There isn't much to say here - it sucks. At first, I thought it might be a bug (as when you set the resolution to your monitor's native resolution, it'll note that it's running at that "native" resolution, but as far as we can tell (going off of the incredibly vague response that we received from PR about 6 hours before this port's embargo would go live), it's per spec. We don't know if and when they'll get around to fixing it. Although Utawarerumono is mostly a VN, it does include some 3D TRPG sections, and seeing those locked at 720p on my 1440p monitor is jarring, to say the least.
As bad as the rendering resolution is, it's not even the worst part of the port. For the vast majority of your time playing Utawarerumono, it'll essentially be a Visual Novel. Quite frankly, the text in Utawarerumono on PC is unacceptable - the font, while I believe it is the same as it was on PS4 and Vita, does not look good close-up on a high-resolution monitor, or even a 1080p one. It's low resolution, jaggy, and oddly proportioned in some parts. From what I understand, it was actually in a similar situation on PlayStation 4 - but sitting away from a screen, you'd be a lot less likely to notice the issues. On Vita, the lower resolution screen helped hide the issues - the text just looked fine.
On PC, you get neither luxury unless you're playing on a 720p display, or at least one that's on the smaller side of things. On a standard monitor, it's glaringly obvious and very distracting.
Reading the above text, in the image, you're probably going to think it looks fine. I would implore that you click the image to see it closer to as it would appear on your monitor - or, better yet, to force it fullscreen. Now imagine reading through dozens of hours of text - close to 100 between both games - with those font issues. I'm not sure if those issues are a byproduct of the resolution lock, or what, but I sincerely hope that if nothing else gets fixed, at least this can.
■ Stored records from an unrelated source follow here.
// ── Query key model ──
//
// Keys are the only addressing mechanism in the engine. A key is an
// ordered sequence of plain values; equality is structural and recursive,
// never derived from an incidental text serialization.

use std::collections::BTreeMap;
use std::fmt;
use std::hash::{Hash, Hasher};

use serde::Serialize;

use crate::error::QueryError;

// ── KeyPart ─────────────────────────────────────────────────────────

/// One element of a [`QueryKey`].
///
/// Numbers follow JSON semantics: `Int(1)` and `Float(1.0)` are the same
/// value. Records are canonicalised by field name, so field insertion order
/// never affects equality or hashing.
#[derive(Debug, Clone, Serialize)]
#[serde(untagged)]
pub enum KeyPart {
    Null,
    Bool(bool),
    Int(i64),
    Float(f64),
    Str(String),
    List(Vec<KeyPart>),
    Record(BTreeMap<String, KeyPart>),
}

impl KeyPart {
    /// Build a record part from `(field, value)` pairs.
    pub fn record<K, V>(fields: impl IntoIterator<Item = (K, V)>) -> Self
    where
        K: Into<String>,
        V: Into<KeyPart>,
    {
        Self::Record(
            fields
                .into_iter()
                .map(|(k, v)| (k.into(), v.into()))
                .collect(),
        )
    }

    pub fn as_str(&self) -> Option<&str> {
        match self {
            Self::Str(s) => Some(s),
            _ => None,
        }
    }

    pub fn is_null(&self) -> bool {
        matches!(self, Self::Null)
    }
}

/// `-0.0` folds into `0.0` and every NaN payload into one.
fn canonical_bits(f: f64) -> u64 {
    if f.is_nan() {
        f64::NAN.to_bits()
    } else {
        (f + 0.0).to_bits()
    }
}

/// The `i64` a float is exactly equal to, if any.
#[allow(
    clippy::float_cmp,
    clippy::cast_possible_truncation,
    clippy::as_conversions,
    clippy::cast_precision_loss
)]
fn integral(f: f64) -> Option<i64> {
    const LIMIT: f64 = 9_223_372_036_854_775_808.0; // 2^63
    if f.fract() == 0.0 && (-LIMIT..LIMIT).contains(&f) {
        Some(f as i64)
    } else {
        None
    }
}

impl PartialEq for KeyPart {
    fn eq(&self, other: &Self) -> bool {
        match (self, other) {
            (Self::Null, Self::Null) => true,
            (Self::Bool(a), Self::Bool(b)) => a == b,
            (Self::Int(a), Self::Int(b)) => a == b,
            (Self::Float(a), Self::Float(b)) => canonical_bits(*a) == canonical_bits(*b),
            (Self::Int(a), Self::Float(b)) | (Self::Float(b), Self::Int(a)) => {
                integral(*b) == Some(*a)
            }
            (Self::Str(a), Self::Str(b)) => a == b,
            (Self::List(a), Self::List(b)) => a == b,
            (Self::Record(a), Self::Record(b)) => a == b,
            _ => false,
        }
    }
}

impl Eq for KeyPart {}

impl Hash for KeyPart {
    fn hash<H: Hasher>(&self, state: &mut H) {
        match self {
            Self::Null => 0u8.hash(state),
            Self::Bool(b) => {
                1u8.hash(state);
                b.hash(state);
            }
            Self::Int(i) => {
                2u8.hash(state);
                i.hash(state);
            }
            // Integral floats must hash like the equal Int.
            Self::Float(f) => {
                if let Some(i) = integral(*f) {
                    2u8.hash(state);
                    i.hash(state);
                } else {
                    3u8.hash(state);
                    canonical_bits(*f).hash(state);
                }
            }
            Self::Str(s) => {
                4u8.hash(state);
                s.hash(state);
            }
            Self::List(items) => {
                5u8.hash(state);
                items.hash(state);
            }
            Self::Record(fields) => {
                6u8.hash(state);
                fields.hash(state);
            }
        }
    }
}

impl fmt::Display for KeyPart {
    fn fmt(&self, f: &mut fmt::Formatter<'_>) -> fmt::Result {
        let json = serde_json::to_string(self).map_err(|_| fmt::Error)?;
        f.write_str(&json)
    }
}

// ── Conversions ─────────────────────────────────────────────────────

impl From<&str> for KeyPart {
    fn from(s: &str) -> Self {
        Self::Str(s.to_owned())
    }
}

impl From<String> for KeyPart {
    fn from(s: String) -> Self {
        Self::Str(s)
    }
}

impl From<&String> for KeyPart {
    fn from(s: &String) -> Self {
        Self::Str(s.clone())
    }
}

impl From<bool> for KeyPart {
    fn from(b: bool) -> Self {
        Self::Bool(b)
    }
}

macro_rules! impl_from_small_int {
    ($($t:ty),*) => {
        $(
            impl From<$t> for KeyPart {
                fn from(v: $t) -> Self {
                    Self::Int(i64::from(v))
                }
            }
        )*
    };
}

impl_from_small_int!(i8, i16, i32, i64, u8, u16, u32);

#[allow(clippy::as_conversions, clippy::cast_precision_loss)]
impl From<u64> for KeyPart {
    fn from(v: u64) -> Self {
        i64::try_from(v).map_or(Self::Float(v as f64), Self::Int)
    }
}

impl From<usize> for KeyPart {
    fn from(v: usize) -> Self {
        u64::try_from(v).map_or(Self::Null, Self::from)
    }
}

impl From<f64> for KeyPart {
    fn from(f: f64) -> Self {
        integral(f).map_or(Self::Float(f), Self::Int)
    }
}

impl<T: Into<KeyPart>> From<Option<T>> for KeyPart {
    fn from(v: Option<T>) -> Self {
        v.map_or(Self::Null, Into::into)
    }
}

impl<T: Into<KeyPart>> From<Vec<T>> for KeyPart {
    fn from(items: Vec<T>) -> Self {
        Self::List(items.into_iter().map(Into::into).collect())
    }
}

impl<T: Into<KeyPart>> From<BTreeMap<String, T>> for KeyPart {
    fn from(fields: BTreeMap<String, T>) -> Self {
        Self::Record(fields.into_iter().map(|(k, v)| (k, v.into())).collect())
    }
}

impl From<&serde_json::Value> for KeyPart {
    fn from(value: &serde_json::Value) -> Self {
        use serde_json::Value;

        match value {
            Value::Null => Self::Null,
            Value::Bool(b) => Self::Bool(*b),
            Value::Number(n) => n
                .as_i64()
                .map(Self::Int)
                .or_else(|| n.as_u64().map(Self::from))
                .or_else(|| n.as_f64().map(Self::from))
                .unwrap_or(Self::Null),
            Value::String(s) => Self::Str(s.clone()),
            Value::Array(items) => Self::List(items.iter().map(Self::from).collect()),
            Value::Object(fields) => Self::Record(
                fields
                    .iter()
                    .map(|(k, v)| (k.clone(), Self::from(v)))
                    .collect(),
            ),
        }
    }
}

impl From<serde_json::Value> for KeyPart {
    fn from(value: serde_json::Value) -> Self {
        Self::from(&value)
    }
}

// ── QueryKey ────────────────────────────────────────────────────────

/// Ordered, structurally compared address of one query.
///
/// Build with [`query_key!`](crate::query_key) or by chaining
/// [`with`](Self::with).
#[derive(Debug, Clone, Default, PartialEq, Eq, Hash, Serialize)]
#[serde(transparent)]
pub struct QueryKey(Vec<KeyPart>);

impl QueryKey {
    pub fn new() -> Self {
        Self(Vec::new())
    }

    /// Append a part, builder style.
    pub fn with(mut self, part: impl Into<KeyPart>) -> Self {
        self.0.push(part.into());
        self
    }

    pub fn push(&mut self, part: impl Into<KeyPart>) {
        self.0.push(part.into());
    }

    pub fn parts(&self) -> &[KeyPart] {
        &self.0
    }

    pub fn iter(&self) -> std::slice::Iter<'_, KeyPart> {
        self.0.iter()
    }

    pub fn len(&self) -> usize {
        self.0.len()
    }

    pub fn is_empty(&self) -> bool {
        self.0.is_empty()
    }

    /// Whether `pattern` is an elementwise, length-respecting prefix of
    /// this key. The empty pattern is a prefix of every key.
    pub fn starts_with(&self, pattern: &QueryKey) -> bool {
        self.0.starts_with(&pattern.0)
    }

    /// Parse a key from a JSON array such as `["allergies","detail","a1"]`.
    pub fn parse_json(text: &str) -> Result<Self, QueryError> {
        let value: serde_json::Value =
            serde_json::from_str(text).map_err(|e| QueryError::Validation {
                message: format!("query key is not valid JSON: {e}"),
            })?;
        match value {
            serde_json::Value::Array(items) => Ok(items.iter().map(KeyPart::from).collect()),
            other => Err(QueryError::Validation {
                message: format!("query key must be a JSON array, got {other}"),
            }),
        }
    }
}

impl fmt::Display for QueryKey {
    fn fmt(&self, f: &mut fmt::Formatter<'_>) -> fmt::Result {
        let json = serde_json::to_string(self).map_err(|_| fmt::Error)?;
        f.write_str(&json)
    }
}

impl From<Vec<KeyPart>> for QueryKey {
    fn from(parts: Vec<KeyPart>) -> Self {
        Self(parts)
    }
}

impl FromIterator<KeyPart> for QueryKey {
    fn from_iter<I: IntoIterator<Item = KeyPart>>(iter: I) -> Self {
        Self(iter.into_iter().collect())
    }
}

impl<'a> IntoIterator for &'a QueryKey {
    type Item = &'a KeyPart;
    type IntoIter = std::slice::Iter<'a, KeyPart>;

    fn into_iter(self) -> Self::IntoIter {
        self.0.iter()
    }
}

/// Build a [`QueryKey`] from values convertible into [`KeyPart`].
///
/// ```
/// use medquery_core::query_key;
///
/// let key = query_key!["allergies", "detail", "a1"];
/// assert!(key.starts_with(&query_key!["allergies"]));
/// ```
#[macro_export]
macro_rules! query_key {
    () => {
        $crate::QueryKey::new()
    };
    ($($part:expr),+ $(,)?) => {
        $crate::QueryKey::from(vec![$($crate::KeyPart::from($part)),+])
    };
}
//! Config subcommand handlers.

use medquery_config::{self as config, Config};

use crate::cli::{ConfigArgs, ConfigCommand, GlobalOpts};
use crate::config::{config_path, load, output_format};
use crate::error::CliError;
use crate::output;

pub fn handle(args: ConfigArgs, global: &GlobalOpts) -> Result<(), CliError> {
    match args.command {
        // ── Show ────────────────────────────────────────────────────
        ConfigCommand::Show => {
            let cfg = load(global)?;
            // Reject values the engine would refuse.
            config::to_query_defaults(&cfg)?;
            let format = output_format(global, &cfg)?;
            let out = output::render_single(
                format,
                &cfg,
                |c| toml::to_string_pretty(c).unwrap_or_else(|e| format!("{c:#?}\n({e})")),
                |_| config_path(global).display().to_string(),
            )?;
            output::print_output(&out, global.quiet);
            Ok(())
        }

        // ── Path ────────────────────────────────────────────────────
        ConfigCommand::Path => {
            output::print_output(&config_path(global).display().to_string(), global.quiet);
            Ok(())
        }

        // ── Init ────────────────────────────────────────────────────
        ConfigCommand::Init { force } => {
            let path = config_path(global);
            if path.exists() && !force {
                return Err(CliError::ConfigExists {
                    path: path.display().to_string(),
                });
            }
            config::save_config_to(&Config::default(), &path)?;
            if !global.quiet {
                eprintln!("✓ Configuration written to {}", path.display());
            }
            Ok(())
        }
    }
}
Honestly, if both of these main issues got fixed, the ports would be fine. Yeah, they'd still be lacking some graphical options, but I doubt the games must be that hard to run considering the minimum GPU is integrated graphics. As it stands, it's hard to recommend these ports. It's still Utawarerumono, and if my experience playing the games on Vita are anything to go by - blurry graphics probably won't ruin your experience - I still have to hope that these issues will get patched up in the coming weeks. I certainly hope they do.